_EXERCISE AIM_
In the entries that follow, find the word "Inactive" and report each line it is on.

_DATASET CONTENT_
=-=-=-=-=

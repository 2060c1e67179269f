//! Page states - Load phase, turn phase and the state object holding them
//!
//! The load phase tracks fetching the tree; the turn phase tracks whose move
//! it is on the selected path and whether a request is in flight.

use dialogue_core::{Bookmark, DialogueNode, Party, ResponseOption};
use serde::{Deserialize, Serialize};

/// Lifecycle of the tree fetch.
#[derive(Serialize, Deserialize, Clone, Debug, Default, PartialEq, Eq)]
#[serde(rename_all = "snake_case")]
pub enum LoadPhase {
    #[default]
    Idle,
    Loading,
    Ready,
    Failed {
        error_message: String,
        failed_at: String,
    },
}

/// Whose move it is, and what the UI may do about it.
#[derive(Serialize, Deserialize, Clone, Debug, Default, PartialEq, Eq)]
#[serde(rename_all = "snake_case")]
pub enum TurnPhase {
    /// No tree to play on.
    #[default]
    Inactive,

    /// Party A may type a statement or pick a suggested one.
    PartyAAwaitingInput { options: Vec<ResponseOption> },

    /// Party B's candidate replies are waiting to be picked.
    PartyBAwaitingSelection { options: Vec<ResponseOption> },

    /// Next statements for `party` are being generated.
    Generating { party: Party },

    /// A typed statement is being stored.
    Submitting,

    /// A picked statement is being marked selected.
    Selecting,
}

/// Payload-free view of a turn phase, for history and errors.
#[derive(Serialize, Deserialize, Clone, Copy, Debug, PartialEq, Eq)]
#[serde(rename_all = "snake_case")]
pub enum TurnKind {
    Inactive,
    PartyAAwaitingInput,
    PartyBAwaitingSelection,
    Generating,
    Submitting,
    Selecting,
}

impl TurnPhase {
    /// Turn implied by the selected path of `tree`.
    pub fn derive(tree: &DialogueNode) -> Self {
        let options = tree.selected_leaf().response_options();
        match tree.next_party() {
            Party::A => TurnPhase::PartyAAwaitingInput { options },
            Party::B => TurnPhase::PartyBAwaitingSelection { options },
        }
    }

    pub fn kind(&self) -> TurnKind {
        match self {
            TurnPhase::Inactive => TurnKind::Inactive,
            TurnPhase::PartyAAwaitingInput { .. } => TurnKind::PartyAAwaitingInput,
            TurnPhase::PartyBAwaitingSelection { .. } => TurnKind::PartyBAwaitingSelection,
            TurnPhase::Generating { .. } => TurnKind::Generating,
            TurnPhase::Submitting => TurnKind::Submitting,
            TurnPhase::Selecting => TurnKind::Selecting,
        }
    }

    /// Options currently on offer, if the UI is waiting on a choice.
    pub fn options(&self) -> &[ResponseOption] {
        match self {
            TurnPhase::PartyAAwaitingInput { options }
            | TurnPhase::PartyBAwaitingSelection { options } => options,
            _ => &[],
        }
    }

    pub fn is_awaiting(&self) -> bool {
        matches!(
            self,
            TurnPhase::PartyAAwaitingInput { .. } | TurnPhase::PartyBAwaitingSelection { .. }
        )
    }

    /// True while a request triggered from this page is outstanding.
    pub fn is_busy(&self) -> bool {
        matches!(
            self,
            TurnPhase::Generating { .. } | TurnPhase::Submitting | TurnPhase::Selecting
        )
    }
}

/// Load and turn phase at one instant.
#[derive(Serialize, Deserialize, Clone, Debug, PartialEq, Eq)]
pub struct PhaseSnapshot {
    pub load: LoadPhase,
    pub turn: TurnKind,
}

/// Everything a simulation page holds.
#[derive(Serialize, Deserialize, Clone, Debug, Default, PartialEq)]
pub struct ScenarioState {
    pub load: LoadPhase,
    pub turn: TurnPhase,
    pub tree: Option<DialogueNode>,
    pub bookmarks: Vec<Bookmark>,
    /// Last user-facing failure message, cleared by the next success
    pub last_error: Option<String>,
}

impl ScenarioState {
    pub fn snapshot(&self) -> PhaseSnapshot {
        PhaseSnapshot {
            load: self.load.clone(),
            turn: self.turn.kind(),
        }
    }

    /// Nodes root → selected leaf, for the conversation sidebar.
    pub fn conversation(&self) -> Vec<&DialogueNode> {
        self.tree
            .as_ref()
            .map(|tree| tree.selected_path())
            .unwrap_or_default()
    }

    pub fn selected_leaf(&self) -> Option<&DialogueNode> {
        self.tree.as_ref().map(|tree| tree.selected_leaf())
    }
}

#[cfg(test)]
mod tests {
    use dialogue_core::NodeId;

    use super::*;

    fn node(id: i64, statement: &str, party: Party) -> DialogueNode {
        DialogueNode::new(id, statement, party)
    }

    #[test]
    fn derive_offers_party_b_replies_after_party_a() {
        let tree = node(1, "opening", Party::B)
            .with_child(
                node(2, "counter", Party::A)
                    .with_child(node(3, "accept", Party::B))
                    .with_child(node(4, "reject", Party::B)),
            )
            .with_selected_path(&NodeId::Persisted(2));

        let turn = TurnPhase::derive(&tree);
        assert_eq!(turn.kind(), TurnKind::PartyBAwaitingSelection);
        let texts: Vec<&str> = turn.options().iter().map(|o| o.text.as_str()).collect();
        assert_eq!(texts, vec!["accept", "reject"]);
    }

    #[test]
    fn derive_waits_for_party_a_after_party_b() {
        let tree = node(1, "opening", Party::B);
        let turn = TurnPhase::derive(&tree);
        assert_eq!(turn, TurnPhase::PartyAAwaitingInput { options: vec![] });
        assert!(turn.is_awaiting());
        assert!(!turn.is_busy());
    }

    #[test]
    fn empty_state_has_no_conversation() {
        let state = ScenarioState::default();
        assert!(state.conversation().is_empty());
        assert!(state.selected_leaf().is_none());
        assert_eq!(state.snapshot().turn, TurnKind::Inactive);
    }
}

=-=-=-=-=

_EXPECTED OUTPUT_
    Inactive,
    Inactive,
            TurnPhase::Inactive => TurnKind::Inactive,
        assert_eq!(state.snapshot().turn, TurnKind::Inactive);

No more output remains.